* _Goal of the exercise_: Copy each line below that has "crate".

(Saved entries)

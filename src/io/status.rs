//! Console status notifications.

use std::io::{self, Stdout, Write};

use crossterm::{
    queue,
    style::{Color, Print, ResetColor, SetForegroundColor},
};

/// Colour palette for status lines.
#[derive(Debug, Clone, Copy, PartialEq, Eq)]
pub enum StatusColor {
    Green,
    Cyan,
    Yellow,
    Magenta,
    Blue,
}

impl StatusColor {
    /// The cycle status lines step through, one colour per schedule slot.
    pub const RAINBOW: [StatusColor; 5] = [
        StatusColor::Green,
        StatusColor::Cyan,
        StatusColor::Yellow,
        StatusColor::Magenta,
        StatusColor::Blue,
    ];

    pub fn for_step(step: usize) -> Self {
        Self::RAINBOW[step % Self::RAINBOW.len()]
    }
}

impl From<StatusColor> for Color {
    fn from(color: StatusColor) -> Self {
        match color {
            StatusColor::Green => Color::Green,
            StatusColor::Cyan => Color::Cyan,
            StatusColor::Yellow => Color::Yellow,
            StatusColor::Magenta => Color::Magenta,
            StatusColor::Blue => Color::Blue,
        }
    }
}

/// Receives human-readable progress messages.
///
/// Fire-and-forget: implementations must swallow their own failures rather
/// than interrupt playback.
pub trait StatusNotifier {
    fn notify(&mut self, message: &str, color: StatusColor);
}

/// Writes one coloured line per notification.
pub struct ConsoleNotifier<W: Write = Stdout> {
    out: W,
    colored: bool,
}

impl ConsoleNotifier<Stdout> {
    pub fn stdout() -> Self {
        Self::new(io::stdout())
    }
}

impl<W: Write> ConsoleNotifier<W> {
    pub fn new(out: W) -> Self {
        Self { out, colored: true }
    }

    /// Disable ANSI colour codes.
    pub fn plain(mut self) -> Self {
        self.colored = false;
        self
    }

    pub fn into_inner(self) -> W {
        self.out
    }

    fn write_line(&mut self, message: &str, color: StatusColor) -> io::Result<()> {
        if self.colored {
            queue!(
                self.out,
                SetForegroundColor(color.into()),
                Print(message),
                ResetColor,
                Print("\n")
            )?;
        } else {
            writeln!(self.out, "{message}")?;
        }
        self.out.flush()
    }
}

impl<W: Write> StatusNotifier for ConsoleNotifier<W> {
    fn notify(&mut self, message: &str, color: StatusColor) {
        if let Err(err) = self.write_line(message, color) {
            tracing::warn!("failed to write status line: {err}");
        }
    }
}

/// Sends notifications to the debug log only.
#[derive(Debug, Default, Clone, Copy)]
pub struct SilentNotifier;

impl StatusNotifier for SilentNotifier {
    fn notify(&mut self, message: &str, color: StatusColor) {
        tracing::debug!(?color, "{message}");
    }
}
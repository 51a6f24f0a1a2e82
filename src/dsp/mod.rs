//! Low-level DSP primitives used by the segment synthesizer.
//!
//! These components work on plain `f32` slices and never allocate. They stay
//! focused on the signal-processing math so the synthesizer can layer
//! segment-level orchestration on top.

/// Binaural carrier pairs and per-sample carrier evaluation.
pub mod carrier;
/// Stateless sine LFO for carrier drift.
pub mod lfo;
/// Crossfade splicing.
pub mod mix;
/// Linear ramps and in-place fades.
pub mod ramp;

pub use carrier::CarrierPair;
pub use lfo::SineLfo;
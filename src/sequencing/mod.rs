pub mod band;
pub mod clock;
pub mod player;
pub mod program;

pub use band::{FrequencyBand, Schedule, ScheduleError, Transition};
pub use clock::{Clock, StreamClock, WallClock};
pub use player::{PlayerError, PlayerState, RunSummary, SequencePlayer};
pub use program::ProgramConfig;
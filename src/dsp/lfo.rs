//! Low Frequency Oscillator (LFO) used to drift carrier frequencies.

/*
Low Frequency Modulation
========================

An LFO is simply an oscillator running at sub-audio frequencies. Here it does
not make sound itself: its output is ADDED to every carrier frequency so the
tones drift slowly instead of sitting perfectly still.

Vocabulary
----------

  control-rate  Frequencies below human hearing: ~0.01 Hz to ~20 Hz.
                The default modulation runs at 0.1 Hz, one cycle every
                ten seconds.

  depth         Peak deviation in hertz. A depth of 2.0 swings each carrier
                between (carrier - 2 Hz) and (carrier + 2 Hz).

  shared phase  All four carriers of a segment (current left/right and the
                lookahead left/right) read the SAME modulation value at the
                same instant. Because the offset is identical on both ears,
                the interaural difference, and so the beat, is unaffected.


The Math
--------

    mod(t) = sin(2π × frequency × t) × depth

The LFO is evaluated from the absolute sample time of the segment, so it
restarts at phase 0 at the beginning of every segment. There is no state to
carry between segments.


Typical Rates
-------------

    0.01 - 0.1 Hz   Very slow sweeps, evolving textures   ← this crate
    0.1 - 0.5 Hz    Slow sweeps, gradual filter movement
    2 - 7 Hz        Vibrato territory (too fast for entrainment use)
*/

use std::f64::consts::TAU;

/// A stateless sine LFO evaluated at absolute time.
#[derive(Debug, Clone, Copy, PartialEq)]
pub struct SineLfo {
    /// Rate in hertz
    pub frequency: f64,
    /// Peak deviation in hertz
    pub depth: f64,
}

impl SineLfo {
    pub fn new(frequency: f64, depth: f64) -> Self {
        Self { frequency, depth }
    }

    /// Modulation offset in hertz at time `t` seconds.
    #[inline]
    pub fn value_at(&self, t: f64) -> f64 {
        (TAU * self.frequency * t).sin() * self.depth
    }
}

/// Calculate LFO period in seconds from frequency.
///
/// # Example
/// ```
/// use binaura::dsp::lfo::period_from_frequency;
/// let period = period_from_frequency(0.1);
/// assert!((period - 10.0).abs() < 1e-9); // 0.1 Hz = 10 s period
/// ```
#[inline]
pub fn period_from_frequency(frequency_hz: f64) -> f64 {
    1.0 / frequency_hz
}
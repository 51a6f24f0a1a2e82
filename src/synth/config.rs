#[cfg(feature = "serde")]
use serde::{Deserialize, Serialize};

use crate::dsp::SineLfo;
use crate::synth::error::{check_duration, SynthError};

/// Envelope parameters shared by every segment of a run.
///
/// Built once at startup and handed to the synthesizer by value; nothing
/// mutates it afterwards.
#[cfg_attr(feature = "serde", derive(Serialize, Deserialize))]
#[derive(Debug, Clone, Copy, PartialEq)]
pub struct SynthConfig {
    /// Output sample rate in Hz
    pub sample_rate: u32,
    /// Multiplier lifting target frequencies into the audible range
    pub transpose_factor: f64,
    /// LFO rate in Hz
    pub modulation_frequency: f64,
    /// LFO peak deviation in Hz
    pub modulation_depth: f64,
    /// Fade / crossfade window in seconds
    pub fade_duration: f64,
}

impl SynthConfig {
    pub const DEFAULT_SAMPLE_RATE: u32 = 192_000;

    /// Longest fade or segment accepted, in seconds
    pub const MAX_DURATION_SECS: f64 = 3_600.0;

    /// Check every field is in range.
    pub fn validate(&self) -> Result<(), SynthError> {
        if self.sample_rate == 0 {
            return Err(SynthError::InvalidSampleRate(self.sample_rate));
        }
        if !(self.transpose_factor.is_finite() && self.transpose_factor > 0.0) {
            return Err(SynthError::InvalidParameter {
                name: "transpose factor",
                value: self.transpose_factor,
            });
        }
        if !(self.modulation_frequency.is_finite() && self.modulation_frequency >= 0.0) {
            return Err(SynthError::InvalidParameter {
                name: "modulation frequency",
                value: self.modulation_frequency,
            });
        }
        if !(self.modulation_depth.is_finite() && self.modulation_depth >= 0.0) {
            return Err(SynthError::InvalidParameter {
                name: "modulation depth",
                value: self.modulation_depth,
            });
        }
        if !(self.fade_duration.is_finite() && self.fade_duration >= 0.0) {
            return Err(self.fade_error());
        }
        self.fade_samples()?;
        Ok(())
    }

    /// Number of samples in `seconds` of audio, rounded down.
    ///
    /// `None` when `seconds` is negative or longer than
    /// [`MAX_DURATION_SECS`](Self::MAX_DURATION_SECS), or the count does not
    /// fit in a `usize`.
    #[inline]
    pub fn samples_for(&self, seconds: f64) -> Option<usize> {
        if !(0.0..=Self::MAX_DURATION_SECS).contains(&seconds) {
            return None;
        }
        let samples = (seconds * self.sample_rate as f64).floor();
        (samples <= usize::MAX as f64).then_some(samples as usize)
    }

    /// Length of the fade / crossfade window in samples.
    #[inline]
    pub fn fade_samples(&self) -> Result<usize, SynthError> {
        self.samples_for(self.fade_duration)
            .ok_or_else(|| self.fade_error())
    }

    /// Sample count for a segment of `duration` seconds.
    pub fn segment_samples(&self, duration: f64) -> Result<usize, SynthError> {
        let duration = check_duration(duration)?;
        self.samples_for(duration)
            .ok_or(SynthError::InvalidDuration(duration))
    }

    fn fade_error(&self) -> SynthError {
        SynthError::InvalidParameter {
            name: "fade duration",
            value: self.fade_duration,
        }
    }

    /// The modulation source these parameters describe.
    pub fn lfo(&self) -> SineLfo {
        SineLfo::new(self.modulation_frequency, self.modulation_depth)
    }
}

impl Default for SynthConfig {
    fn default() -> Self {
        Self {
            sample_rate: Self::DEFAULT_SAMPLE_RATE,
            transpose_factor: 100.0,
            modulation_frequency: 0.1,
            modulation_depth: 2.0,
            fade_duration: 1.0,
        }
    }
}
//! Linear amplitude ramps and in-place fades.

/*
Linear Fades
============

A fade is an amplitude envelope that only ever moves in one direction. Every
segment in this crate is shaped by two of them: a fade-in over its head and a
fade-out over its tail.

Vocabulary
----------

  ramp          A sequence of gain values moving in a straight line from a
                start value to an end value.

  fade-in       Multiply the head of a signal by a ramp 0.0 → 1.0.

  fade-out      Multiply the tail of a signal by a ramp 1.0 → 0.0.

  window        The number of samples a fade spans (fade_samples).


The Shape
---------

  Gain
    1.0 ┐    ╱‾‾‾‾‾‾‾‾‾‾‾‾‾‾‾‾‾‾╲
        │   ╱                    ╲
        │  ╱                      ╲
    0.0 └─╱────────────────────────╲──→ Sample
         fade-in              fade-out
         (window)             (window)


Endpoint Convention
-------------------

Both endpoints are INCLUDED in the ramp. For a window of N samples:

    gain[k] = start + (end - start) × k / (N - 1)

So a fade-in's first sample is exactly 0.0 and its last sample is exactly
1.0; a fade-out's last sample is exactly 0.0. The sample right after a
fade-in window is untouched, i.e. full unity scale.

A one-sample window cannot interpolate, so it holds the start value. An
empty window is a no-op.

    N = 5, fade-in:   0.00  0.25  0.50  0.75  1.00
    N = 5, fade-out:  1.00  0.75  0.50  0.25  0.00
    N = 1, fade-in:   0.00
*/

/// Gain at position `index` of an inclusive linear ramp of `len` samples.
///
/// Matches the endpoint convention described above: `index == 0` yields
/// `start`, `index == len - 1` yields `end`.
#[inline]
pub fn ramp_value(start: f32, end: f32, index: usize, len: usize) -> f32 {
    debug_assert!(index < len.max(1));
    if len <= 1 {
        return start;
    }
    let step = (end - start) / (len - 1) as f32;
    start + step * index as f32
}

/// Iterate the gains of an inclusive linear ramp.
pub fn linear_ramp(start: f32, end: f32, len: usize) -> impl Iterator<Item = f32> {
    (0..len).map(move |i| ramp_value(start, end, i, len))
}

/// Multiply `signal` by a ramp from `start` to `end` spanning the whole slice.
#[inline]
pub fn apply_ramp(signal: &mut [f32], start: f32, end: f32) {
    let len = signal.len();
    for (i, sample) in signal.iter_mut().enumerate() {
        *sample *= ramp_value(start, end, i, len);
    }
}

/// Fade the first `window` samples of `signal` in from silence.
#[inline]
pub fn fade_in(signal: &mut [f32], window: usize) {
    let window = window.min(signal.len());
    apply_ramp(&mut signal[..window], 0.0, 1.0);
}

/// Fade the last `window` samples of `signal` out to silence.
#[inline]
pub fn fade_out(signal: &mut [f32], window: usize) {
    let start = signal.len() - window.min(signal.len());
    apply_ramp(&mut signal[start..], 1.0, 0.0);
}
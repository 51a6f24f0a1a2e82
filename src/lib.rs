pub mod dsp; // Ramps, crossfades, LFO and carrier math
pub mod io; // Output sinks and status notifications
pub mod sequencing; // Schedules and the sequence player
pub mod synth; // Segment synthesis

pub use sequencing::{FrequencyBand, ProgramConfig, Schedule, SequencePlayer};
pub use synth::{AudioSegment, SegmentSynthesizer, SynthConfig};
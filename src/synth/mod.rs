// Purpose: Segment rendering - one stereo transition segment per band pair
// This layer sits above the dsp primitives and below the sequence player

pub mod config;
pub mod error;
pub mod segment;

pub use config::SynthConfig;
pub use error::SynthError;
pub use segment::{AudioSegment, SegmentSynthesizer};
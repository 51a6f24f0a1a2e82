use binaura::{
    io::{BufferSink, StatusColor, StatusNotifier},
    sequencing::{FrequencyBand, Schedule, StreamClock},
    ProgramConfig, SegmentSynthesizer, SequencePlayer, SynthConfig,
};
use rustfft::{num_complex::Complex, FftPlanner};

#[derive(Default)]
struct RecordingNotifier {
    lines: Vec<String>,
}

impl StatusNotifier for RecordingNotifier {
    fn notify(&mut self, message: &str, _color: StatusColor) {
        self.lines.push(message.to_string());
    }
}

fn config(sample_rate: u32, fade_duration: f64) -> SynthConfig {
    SynthConfig {
        sample_rate,
        fade_duration,
        ..SynthConfig::default()
    }
}

fn numbered_schedule(hertz: &[f64]) -> Schedule {
    Schedule::new(
        hertz
            .iter()
            .map(|&hz| FrequencyBand::new(format!("{hz}"), hz))
            .collect(),
    )
    .unwrap()
}

/// Index of the strongest bin below Nyquist.
fn peak_bin(signal: &[f32]) -> usize {
    let mut planner = FftPlanner::<f32>::new();
    let fft = planner.plan_fft_forward(signal.len());
    let mut buffer: Vec<Complex<f32>> = signal.iter().map(|&s| Complex::new(s, 0.0)).collect();
    fft.process(&mut buffer);

    buffer[..signal.len() / 2]
        .iter()
        .enumerate()
        .max_by(|a, b| a.1.norm().total_cmp(&b.1.norm()))
        .map(|(i, _)| i)
        .unwrap()
}

#[test]
fn budget_is_checked_once_per_pass() {
    // 30 s bands with a 1 s fade: pass 1 holds four 29 s segments (116 s),
    // which overruns a 65 s budget, so the run stops after that one pass.
    let program = ProgramConfig {
        synth: config(1_000, 1.0),
        segment_duration: 30.0,
        total_budget: 65.0,
        schedule: numbered_schedule(&[1.0, 4.0, 8.0, 12.0, 30.0]),
    };

    let synth = SegmentSynthesizer::new(program.synth).unwrap();
    let mut player = SequencePlayer::new(
        synth,
        BufferSink::counting(1_000),
        RecordingNotifier::default(),
        StreamClock::new(),
    );
    let summary = player
        .run(&program.schedule, program.segment_duration, program.total_budget)
        .unwrap();

    assert_eq!(summary.passes, 1);
    assert_eq!(summary.segments, 4);
    assert_eq!(summary.frames, 4 * 29_000);
    assert_eq!(summary.elapsed.as_secs(), 116);

    let (sink, notifier, _) = player.into_parts();
    assert_eq!(sink.frames_written(), 4 * 29_000);

    let starts = notifier
        .lines
        .iter()
        .filter(|l| l.starts_with("Stimulating"))
        .count();
    assert_eq!(starts, 1);
    assert_eq!(notifier.lines[0], "Stimulating 1 (1 Hz) brainwaves...");
    assert_eq!(
        notifier.lines[1],
        "Transitioning from 1 (1 Hz) to 4 (4 Hz) brainwaves..."
    );
    assert_eq!(
        notifier.lines[2],
        "Transitioning from 4 (4 Hz) to 8 (8 Hz) brainwaves..."
    );
}

#[test]
fn consecutive_segments_join_without_a_jump() {
    let synth = SegmentSynthesizer::new(config(8_000, 0.1)).unwrap();

    let first = synth.synthesize(4.0, 8.0, 0.5).unwrap();
    let second = synth.synthesize(8.0, 12.0, 0.5).unwrap();

    let (last_l, last_r) = first.frame(first.frame_count() - 1).unwrap();
    let (next_l, next_r) = second.frame(0).unwrap();

    assert!((last_l - next_l).abs() < 0.05);
    assert!((last_r - next_r).abs() < 0.05);
}

#[test]
fn streamed_program_has_no_seam_jumps() {
    let program = ProgramConfig {
        synth: config(8_000, 0.05),
        segment_duration: 0.3,
        total_budget: 1.5,
        schedule: Schedule::brainwaves(),
    };

    let synth = SegmentSynthesizer::new(program.synth).unwrap();
    let frames_per_segment = synth.segment_samples(program.synth_duration()).unwrap();
    let mut player = SequencePlayer::new(
        synth,
        BufferSink::new(8_000),
        RecordingNotifier::default(),
        StreamClock::new(),
    );
    let summary = player
        .run(&program.schedule, program.segment_duration, program.total_budget)
        .unwrap();
    assert!(summary.segments > program.schedule.len());

    let samples = player.sink().samples();
    for seam in 1..summary.segments {
        let i = seam * frames_per_segment * 2;
        let before = &samples[i - 2..i];
        let after = &samples[i..i + 2];
        for ch in 0..2 {
            assert!(
                (before[ch] - after[ch]).abs() < 0.05,
                "jump at seam {seam}, channel {ch}"
            );
        }
    }
}

#[test]
fn carriers_sit_one_transposed_hertz_either_side() {
    let synth = SegmentSynthesizer::new(SynthConfig {
        sample_rate: 8_000,
        fade_duration: 0.1,
        modulation_depth: 0.0,
        transpose_factor: 100.0,
        ..SynthConfig::default()
    })
    .unwrap();

    let segment = synth.synthesize(8.0, 30.0, 2.0).unwrap();
    let left: Vec<f32> = segment.left().skip(2_000).take(8_000).collect();
    let right: Vec<f32> = segment.right().skip(2_000).take(8_000).collect();

    // One-second window, so bin index == hertz
    assert_eq!(peak_bin(&left), 700);
    assert_eq!(peak_bin(&right), 900);
}

#[test]
fn synthesis_is_deterministic() {
    let a = SegmentSynthesizer::new(config(4_000, 0.1)).unwrap();
    let b = SegmentSynthesizer::new(config(4_000, 0.1)).unwrap();

    assert_eq!(
        a.synthesize(12.0, 30.0, 1.0).unwrap().interleaved(),
        b.synthesize(12.0, 30.0, 1.0).unwrap().interleaved()
    );
}
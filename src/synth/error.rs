/// Errors raised before a segment is synthesized.
///
/// Every variant is detected up front, before any sample buffer is
/// allocated, so a failed call leaves nothing half-rendered behind.
#[derive(Debug, Clone, PartialEq)]
pub enum SynthError {
    /// Sample rate must be at least 1 Hz
    InvalidSampleRate(u32),
    /// A target frequency was zero, negative or not finite
    InvalidFrequency { name: &'static str, value: f64 },
    /// Segment duration was zero, negative or not finite
    InvalidDuration(f64),
    /// An envelope parameter is out of range
    InvalidParameter { name: &'static str, value: f64 },
    /// Segment has no room for a fade-in and a fade-out
    SegmentTooShort { samples: usize, fade_samples: usize },
}

impl std::fmt::Display for SynthError {
    fn fmt(&self, f: &mut std::fmt::Formatter<'_>) -> std::fmt::Result {
        match self {
            SynthError::InvalidSampleRate(rate) => {
                write!(f, "Invalid sample rate: {} Hz (must be positive)", rate)
            }
            SynthError::InvalidFrequency { name, value } => {
                write!(
                    f,
                    "Invalid {} frequency: {} Hz (must be positive and finite)",
                    name, value
                )
            }
            SynthError::InvalidDuration(duration) => {
                write!(
                    f,
                    "Invalid segment duration: {} s (must be positive and finite)",
                    duration
                )
            }
            SynthError::InvalidParameter { name, value } => {
                write!(f, "Invalid {}: {}", name, value)
            }
            SynthError::SegmentTooShort {
                samples,
                fade_samples,
            } => {
                write!(
                    f,
                    "Segment too short: {} samples cannot hold two {}-sample fades",
                    samples, fade_samples
                )
            }
        }
    }
}

impl std::error::Error for SynthError {}

/// Reject zero, negative, NaN and infinite frequencies.
pub(crate) fn check_frequency(name: &'static str, value: f64) -> Result<f64, SynthError> {
    if value.is_finite() && value > 0.0 {
        Ok(value)
    } else {
        Err(SynthError::InvalidFrequency { name, value })
    }
}

/// Reject zero, negative, NaN and infinite durations.
pub(crate) fn check_duration(value: f64) -> Result<f64, SynthError> {
    if value.is_finite() && value > 0.0 {
        Ok(value)
    } else {
        Err(SynthError::InvalidDuration(value))
    }
}
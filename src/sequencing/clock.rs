//! Time sources for the playback budget.

use std::time::{Duration, Instant};

/// Measures how long a run has been going.
///
/// The player reports every segment it hands to the sink through
/// `advance`; wall-clock sources ignore it, simulated ones count it.
pub trait Clock {
    /// Time since the clock was created.
    fn elapsed(&self) -> Duration;

    /// Called after `played` worth of audio has been written.
    fn advance(&mut self, _played: Duration) {}
}

/// Real elapsed time.
#[derive(Debug, Clone, Copy)]
pub struct WallClock {
    start: Instant,
}

impl WallClock {
    pub fn new() -> Self {
        Self {
            start: Instant::now(),
        }
    }
}

impl Default for WallClock {
    fn default() -> Self {
        Self::new()
    }
}

impl Clock for WallClock {
    fn elapsed(&self) -> Duration {
        self.start.elapsed()
    }
}

/// Time measured in audio written, not in real time.
///
/// Lets a run against an offline sink follow the same budget decisions a
/// real-time run would.
#[derive(Debug, Default, Clone, Copy)]
pub struct StreamClock {
    played: Duration,
}

impl StreamClock {
    pub fn new() -> Self {
        Self::default()
    }
}

impl Clock for StreamClock {
    fn elapsed(&self) -> Duration {
        self.played
    }

    fn advance(&mut self, played: Duration) {
        self.played += played;
    }
}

* _Result_:
    0.01 - 0.1 Hz   Very slow sweeps, evolving textures   ← this crate
use crate::dsp::SineLfo;
use crate::synth::error::{check_duration, SynthError};
segment in this crate is shaped by two of them: a fade-in over its head and a
pub(crate) fn check_frequency(name: &'static str, value: f64) -> Result<f64, SynthError> {
pub(crate) fn check_duration(value: f64) -> Result<f64, SynthError> {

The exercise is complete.